[[ GIVEN DATA, beginning ]]

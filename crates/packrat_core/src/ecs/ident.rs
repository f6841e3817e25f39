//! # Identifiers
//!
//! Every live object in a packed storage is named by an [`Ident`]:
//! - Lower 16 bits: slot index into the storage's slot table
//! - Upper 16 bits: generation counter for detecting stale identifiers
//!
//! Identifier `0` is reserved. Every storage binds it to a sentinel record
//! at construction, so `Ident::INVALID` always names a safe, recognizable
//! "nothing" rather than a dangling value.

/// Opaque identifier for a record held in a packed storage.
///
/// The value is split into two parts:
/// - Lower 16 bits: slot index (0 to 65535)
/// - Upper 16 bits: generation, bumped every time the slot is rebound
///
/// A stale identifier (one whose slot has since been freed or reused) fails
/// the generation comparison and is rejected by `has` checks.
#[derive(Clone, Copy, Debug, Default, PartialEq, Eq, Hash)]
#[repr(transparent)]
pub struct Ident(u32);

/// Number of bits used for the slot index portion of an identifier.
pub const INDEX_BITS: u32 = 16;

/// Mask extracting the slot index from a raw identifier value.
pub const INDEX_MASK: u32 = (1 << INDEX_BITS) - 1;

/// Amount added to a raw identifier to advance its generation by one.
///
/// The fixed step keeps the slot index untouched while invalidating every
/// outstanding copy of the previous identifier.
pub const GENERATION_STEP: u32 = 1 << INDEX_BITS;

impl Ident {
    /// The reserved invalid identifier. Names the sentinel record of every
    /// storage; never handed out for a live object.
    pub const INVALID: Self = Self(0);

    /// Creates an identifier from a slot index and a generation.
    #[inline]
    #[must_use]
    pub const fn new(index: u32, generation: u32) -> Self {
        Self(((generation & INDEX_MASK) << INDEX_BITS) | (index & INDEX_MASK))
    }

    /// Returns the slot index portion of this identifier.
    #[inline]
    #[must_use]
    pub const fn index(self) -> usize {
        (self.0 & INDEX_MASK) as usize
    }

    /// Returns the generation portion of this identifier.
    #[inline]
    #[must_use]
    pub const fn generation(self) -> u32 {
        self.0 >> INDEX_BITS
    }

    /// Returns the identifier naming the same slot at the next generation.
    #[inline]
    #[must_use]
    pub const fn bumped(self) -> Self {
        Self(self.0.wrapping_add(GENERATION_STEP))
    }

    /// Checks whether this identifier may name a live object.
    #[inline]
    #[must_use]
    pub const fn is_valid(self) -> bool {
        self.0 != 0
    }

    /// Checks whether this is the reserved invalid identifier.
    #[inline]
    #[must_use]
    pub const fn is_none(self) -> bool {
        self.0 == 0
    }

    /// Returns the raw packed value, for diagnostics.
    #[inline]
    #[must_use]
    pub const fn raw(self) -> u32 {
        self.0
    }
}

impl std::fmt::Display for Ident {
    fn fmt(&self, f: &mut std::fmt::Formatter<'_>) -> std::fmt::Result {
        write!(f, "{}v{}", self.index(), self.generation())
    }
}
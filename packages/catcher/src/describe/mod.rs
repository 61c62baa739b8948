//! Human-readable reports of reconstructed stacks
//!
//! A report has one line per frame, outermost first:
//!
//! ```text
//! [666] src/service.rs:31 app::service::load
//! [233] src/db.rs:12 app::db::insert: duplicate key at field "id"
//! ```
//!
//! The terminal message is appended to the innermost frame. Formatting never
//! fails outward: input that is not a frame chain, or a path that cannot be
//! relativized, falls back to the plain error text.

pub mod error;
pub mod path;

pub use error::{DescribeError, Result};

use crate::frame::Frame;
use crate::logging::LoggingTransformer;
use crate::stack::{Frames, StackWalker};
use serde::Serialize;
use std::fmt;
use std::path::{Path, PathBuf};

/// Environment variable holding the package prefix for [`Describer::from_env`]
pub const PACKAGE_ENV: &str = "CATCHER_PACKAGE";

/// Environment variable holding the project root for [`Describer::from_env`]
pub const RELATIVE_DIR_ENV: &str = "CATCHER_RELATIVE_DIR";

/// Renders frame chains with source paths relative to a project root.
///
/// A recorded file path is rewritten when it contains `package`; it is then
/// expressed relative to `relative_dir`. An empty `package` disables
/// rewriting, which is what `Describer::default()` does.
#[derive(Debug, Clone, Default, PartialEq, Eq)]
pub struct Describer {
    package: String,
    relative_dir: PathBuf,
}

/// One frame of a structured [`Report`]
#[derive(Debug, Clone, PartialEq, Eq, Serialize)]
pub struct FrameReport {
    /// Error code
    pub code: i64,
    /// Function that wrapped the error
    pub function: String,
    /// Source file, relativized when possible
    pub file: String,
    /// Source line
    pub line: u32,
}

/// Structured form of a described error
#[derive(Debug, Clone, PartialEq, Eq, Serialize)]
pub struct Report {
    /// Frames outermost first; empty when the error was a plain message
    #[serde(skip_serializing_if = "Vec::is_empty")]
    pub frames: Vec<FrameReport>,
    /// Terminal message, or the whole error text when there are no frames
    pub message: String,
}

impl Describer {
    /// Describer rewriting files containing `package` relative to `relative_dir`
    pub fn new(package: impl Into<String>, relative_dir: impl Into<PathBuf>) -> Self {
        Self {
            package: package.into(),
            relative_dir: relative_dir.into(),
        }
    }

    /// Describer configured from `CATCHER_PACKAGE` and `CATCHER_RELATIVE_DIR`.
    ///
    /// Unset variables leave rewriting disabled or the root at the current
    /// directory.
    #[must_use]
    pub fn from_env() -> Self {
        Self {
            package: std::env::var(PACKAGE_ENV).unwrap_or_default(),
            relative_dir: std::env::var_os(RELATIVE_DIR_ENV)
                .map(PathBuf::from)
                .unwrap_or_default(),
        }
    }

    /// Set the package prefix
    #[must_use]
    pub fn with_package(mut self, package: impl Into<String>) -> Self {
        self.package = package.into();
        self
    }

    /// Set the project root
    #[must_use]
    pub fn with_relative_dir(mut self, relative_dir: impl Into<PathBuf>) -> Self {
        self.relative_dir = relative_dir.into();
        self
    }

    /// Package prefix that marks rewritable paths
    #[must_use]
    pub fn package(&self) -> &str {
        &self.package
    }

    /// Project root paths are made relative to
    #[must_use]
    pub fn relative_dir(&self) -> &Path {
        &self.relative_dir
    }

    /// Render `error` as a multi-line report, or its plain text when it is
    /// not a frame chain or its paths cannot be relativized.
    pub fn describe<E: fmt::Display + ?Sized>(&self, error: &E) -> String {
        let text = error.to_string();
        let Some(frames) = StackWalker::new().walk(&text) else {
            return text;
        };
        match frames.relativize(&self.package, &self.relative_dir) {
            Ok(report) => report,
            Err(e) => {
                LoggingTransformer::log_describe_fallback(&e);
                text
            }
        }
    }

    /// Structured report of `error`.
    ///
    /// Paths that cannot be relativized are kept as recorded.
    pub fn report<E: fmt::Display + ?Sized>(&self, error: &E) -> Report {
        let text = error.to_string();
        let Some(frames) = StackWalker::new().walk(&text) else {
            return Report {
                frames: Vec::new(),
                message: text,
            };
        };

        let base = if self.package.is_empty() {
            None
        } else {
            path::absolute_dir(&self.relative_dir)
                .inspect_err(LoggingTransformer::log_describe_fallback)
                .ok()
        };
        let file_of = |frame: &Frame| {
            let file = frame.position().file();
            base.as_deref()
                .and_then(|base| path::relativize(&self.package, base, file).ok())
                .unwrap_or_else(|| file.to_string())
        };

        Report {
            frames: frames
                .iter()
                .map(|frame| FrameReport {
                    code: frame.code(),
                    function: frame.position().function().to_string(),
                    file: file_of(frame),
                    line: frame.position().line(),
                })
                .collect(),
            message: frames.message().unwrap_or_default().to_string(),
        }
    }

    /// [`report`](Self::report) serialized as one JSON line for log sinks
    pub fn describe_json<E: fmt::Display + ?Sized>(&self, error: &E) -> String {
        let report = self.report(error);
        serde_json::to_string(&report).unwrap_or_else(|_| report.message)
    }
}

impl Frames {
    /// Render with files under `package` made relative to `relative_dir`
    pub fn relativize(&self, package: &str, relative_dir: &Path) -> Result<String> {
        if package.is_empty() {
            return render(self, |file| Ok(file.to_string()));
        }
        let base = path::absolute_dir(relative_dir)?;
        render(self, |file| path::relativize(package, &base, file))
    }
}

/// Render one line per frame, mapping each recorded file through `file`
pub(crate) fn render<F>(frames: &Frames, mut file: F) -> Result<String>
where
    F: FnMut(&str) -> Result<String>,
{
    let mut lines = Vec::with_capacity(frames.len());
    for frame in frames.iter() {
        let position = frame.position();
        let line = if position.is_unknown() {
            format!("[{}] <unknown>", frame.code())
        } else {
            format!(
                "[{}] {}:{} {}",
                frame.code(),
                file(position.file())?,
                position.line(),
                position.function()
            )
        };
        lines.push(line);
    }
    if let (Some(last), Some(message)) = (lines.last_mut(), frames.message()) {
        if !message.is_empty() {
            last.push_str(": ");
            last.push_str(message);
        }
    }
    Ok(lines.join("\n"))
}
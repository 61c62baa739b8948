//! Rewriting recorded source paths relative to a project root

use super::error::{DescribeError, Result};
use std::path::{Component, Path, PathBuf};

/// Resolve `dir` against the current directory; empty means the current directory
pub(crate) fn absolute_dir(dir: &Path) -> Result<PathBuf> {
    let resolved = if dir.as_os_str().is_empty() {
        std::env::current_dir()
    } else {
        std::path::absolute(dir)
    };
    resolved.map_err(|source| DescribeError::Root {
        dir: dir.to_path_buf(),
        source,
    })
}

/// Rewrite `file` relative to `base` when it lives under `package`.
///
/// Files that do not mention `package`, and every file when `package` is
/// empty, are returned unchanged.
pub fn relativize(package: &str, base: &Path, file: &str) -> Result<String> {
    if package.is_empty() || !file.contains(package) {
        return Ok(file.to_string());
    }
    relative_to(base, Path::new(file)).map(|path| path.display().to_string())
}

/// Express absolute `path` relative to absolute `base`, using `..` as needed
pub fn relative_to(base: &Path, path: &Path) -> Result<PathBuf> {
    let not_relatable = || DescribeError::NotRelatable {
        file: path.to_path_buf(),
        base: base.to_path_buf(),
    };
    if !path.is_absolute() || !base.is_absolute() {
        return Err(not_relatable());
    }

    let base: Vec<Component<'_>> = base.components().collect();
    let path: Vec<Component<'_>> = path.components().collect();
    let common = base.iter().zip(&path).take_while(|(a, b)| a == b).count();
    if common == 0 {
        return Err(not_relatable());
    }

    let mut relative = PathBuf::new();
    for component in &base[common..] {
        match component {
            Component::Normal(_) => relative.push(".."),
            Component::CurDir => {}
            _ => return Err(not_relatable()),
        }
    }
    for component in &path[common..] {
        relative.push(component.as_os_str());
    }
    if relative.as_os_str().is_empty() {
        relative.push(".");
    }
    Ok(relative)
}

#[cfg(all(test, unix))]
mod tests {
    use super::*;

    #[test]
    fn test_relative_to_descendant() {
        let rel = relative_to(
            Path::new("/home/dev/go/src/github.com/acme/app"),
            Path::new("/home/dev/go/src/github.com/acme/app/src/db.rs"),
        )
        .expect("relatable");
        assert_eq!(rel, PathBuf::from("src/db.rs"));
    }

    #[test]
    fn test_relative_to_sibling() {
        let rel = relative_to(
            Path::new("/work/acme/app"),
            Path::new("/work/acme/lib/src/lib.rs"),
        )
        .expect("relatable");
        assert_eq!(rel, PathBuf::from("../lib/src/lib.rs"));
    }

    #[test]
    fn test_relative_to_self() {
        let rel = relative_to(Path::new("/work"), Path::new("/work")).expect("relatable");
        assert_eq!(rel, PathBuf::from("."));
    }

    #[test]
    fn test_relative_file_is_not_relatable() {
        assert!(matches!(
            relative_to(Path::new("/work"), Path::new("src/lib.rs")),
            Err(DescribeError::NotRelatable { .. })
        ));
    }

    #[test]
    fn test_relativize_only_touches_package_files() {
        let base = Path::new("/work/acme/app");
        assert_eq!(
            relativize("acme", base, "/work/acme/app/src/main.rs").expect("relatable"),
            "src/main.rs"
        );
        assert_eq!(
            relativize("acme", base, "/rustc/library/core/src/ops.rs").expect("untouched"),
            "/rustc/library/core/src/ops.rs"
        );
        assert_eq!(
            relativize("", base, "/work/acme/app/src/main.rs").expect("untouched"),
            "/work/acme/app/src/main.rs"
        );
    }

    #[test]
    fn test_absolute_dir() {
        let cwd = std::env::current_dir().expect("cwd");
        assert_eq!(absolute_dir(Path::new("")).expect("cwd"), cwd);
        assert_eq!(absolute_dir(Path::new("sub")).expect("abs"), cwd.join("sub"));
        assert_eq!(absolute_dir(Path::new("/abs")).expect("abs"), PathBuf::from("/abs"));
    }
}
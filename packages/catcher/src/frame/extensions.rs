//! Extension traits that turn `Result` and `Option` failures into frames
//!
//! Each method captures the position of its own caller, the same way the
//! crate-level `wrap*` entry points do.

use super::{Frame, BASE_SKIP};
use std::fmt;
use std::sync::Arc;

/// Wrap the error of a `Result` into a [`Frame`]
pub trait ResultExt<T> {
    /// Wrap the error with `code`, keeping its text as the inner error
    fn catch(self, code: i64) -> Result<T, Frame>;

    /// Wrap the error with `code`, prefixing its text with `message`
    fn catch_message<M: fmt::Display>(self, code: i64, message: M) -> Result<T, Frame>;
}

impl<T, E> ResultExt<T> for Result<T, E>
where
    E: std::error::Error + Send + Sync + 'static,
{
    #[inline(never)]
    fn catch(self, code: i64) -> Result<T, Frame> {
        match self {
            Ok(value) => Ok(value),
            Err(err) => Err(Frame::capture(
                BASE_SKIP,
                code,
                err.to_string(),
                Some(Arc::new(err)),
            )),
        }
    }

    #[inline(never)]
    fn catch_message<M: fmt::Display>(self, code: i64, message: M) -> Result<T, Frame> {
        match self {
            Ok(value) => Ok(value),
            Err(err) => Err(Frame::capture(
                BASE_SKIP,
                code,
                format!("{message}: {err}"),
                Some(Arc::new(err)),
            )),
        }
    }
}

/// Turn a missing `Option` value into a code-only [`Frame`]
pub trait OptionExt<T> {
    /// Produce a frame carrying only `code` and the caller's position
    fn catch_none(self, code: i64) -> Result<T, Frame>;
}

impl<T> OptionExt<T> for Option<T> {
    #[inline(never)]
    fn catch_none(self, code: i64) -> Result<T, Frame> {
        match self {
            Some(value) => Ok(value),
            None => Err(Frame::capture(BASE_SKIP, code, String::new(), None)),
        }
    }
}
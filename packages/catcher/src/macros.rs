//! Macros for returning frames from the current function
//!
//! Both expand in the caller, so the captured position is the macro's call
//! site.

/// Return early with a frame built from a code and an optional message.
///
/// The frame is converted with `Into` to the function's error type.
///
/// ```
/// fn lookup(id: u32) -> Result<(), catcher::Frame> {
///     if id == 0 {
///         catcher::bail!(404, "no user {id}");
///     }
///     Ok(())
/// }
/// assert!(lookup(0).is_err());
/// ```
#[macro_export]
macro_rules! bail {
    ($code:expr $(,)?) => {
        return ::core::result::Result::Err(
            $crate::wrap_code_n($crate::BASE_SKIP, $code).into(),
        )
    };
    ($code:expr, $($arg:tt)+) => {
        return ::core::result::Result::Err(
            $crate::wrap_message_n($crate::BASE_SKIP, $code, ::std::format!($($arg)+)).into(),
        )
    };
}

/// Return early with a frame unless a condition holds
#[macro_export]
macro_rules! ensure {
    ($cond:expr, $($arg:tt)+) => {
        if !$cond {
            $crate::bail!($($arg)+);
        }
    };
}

[[ GIVEN DATA, end ]]

§ ABOUT THIS EXERCISE:
Every line with "slot" in it should be copied from the entries.

§ OUTPUT FOR THIS TASK:
//! - Lower 16 bits: slot index into the storage's slot table
/// - Lower 16 bits: slot index (0 to 65535)
/// - Upper 16 bits: generation, bumped every time the slot is rebound
/// A stale identifier (one whose slot has since been freed or reused) fails
/// Number of bits used for the slot index portion of an identifier.
/// Mask extracting the slot index from a raw identifier value.
/// The fixed step keeps the slot index untouched while invalidating every
    /// Creates an identifier from a slot index and a generation.
    /// Returns the slot index portion of this identifier.
    /// Returns the identifier naming the same slot at the next generation.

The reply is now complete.